The others were standing in awe as he prepared for his escape.
‘You’re not going to jump?’ Alfie croaked. ‘They go too fast down here.’
‘Gertcha! I bet he daren’t,’ sneered Arnie, who was growing into a bully himself.
‘You just watch. I’m waiting for a coal wagon or freight, easy peasy. You can watch. I’ve been practising for ages,’ Greg bragged, but that was a lie. He’d only just thought of the idea.
‘Houdini does it again!’ His admirers crowded round.
‘Where’ll you go?’ said the little boy.
‘Dunno…join up and see some action, runaway to sea,’ Greg replied, lifting his legs over the iron railings, dangling them. They were out of sight and half a mile from the hostel. He was hanging ready to drop as soon as the sound of a train came rattling down the track.
‘Anyone coming to join me?’ he laughed, knowing none of them would. ‘One drop onto an open wagon and we can be miles from here by teatime.’
‘Summat’s coming round the bend,’ yelled Alfie, ‘and it’s a slow one.’
‘Just you watch me…I’ll give the old bat a wave when I pass the kitchen.’ Greg was hanging from the bars now. The noise of the train and the steam filled the gully and stung his eyes.
Alfie tried to stop him. ‘Don’t do it!’
‘Get off me, the train’s coming now,’ Greg yelled, pushing him away. They were all consumed in a blind cloud of soot and steam and fire, his ears bursting with the noise as the engine roared past and the wheels clanked.

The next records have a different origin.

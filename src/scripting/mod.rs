//! Scripting boundary.
//!
//! - [`bridge`] – plain-value operations over a [`World`](crate::ecs::world::World)
//! - `lua_runtime` – the Lua `engine` table (with the `lua` feature)
pub mod bridge;
#[cfg(feature = "lua")]
pub mod lua_runtime;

‘Geronimo!’ he yelled as he jumped, but his timing was up the spout and he banged and ricocheted off the wagon side with a crash. He landed not on the coal but on the track gravel, and heard something crack.
He heard someone say, ‘Fetch the pram! Quick…run back for help. Greg’s done for!’
The voices faded and then there was nothing.
He came to in hospital with a leg in plaster, broken ribs and arm, and got no sympathy or visits from anyone. He was treated like a prisoner under guard, but his legs hurt too much to be thinking of escape.
They would move him on again but he had plans. He would get himself fit and then join up before it was all over. No one could keep Gregory Byrne tied up for long.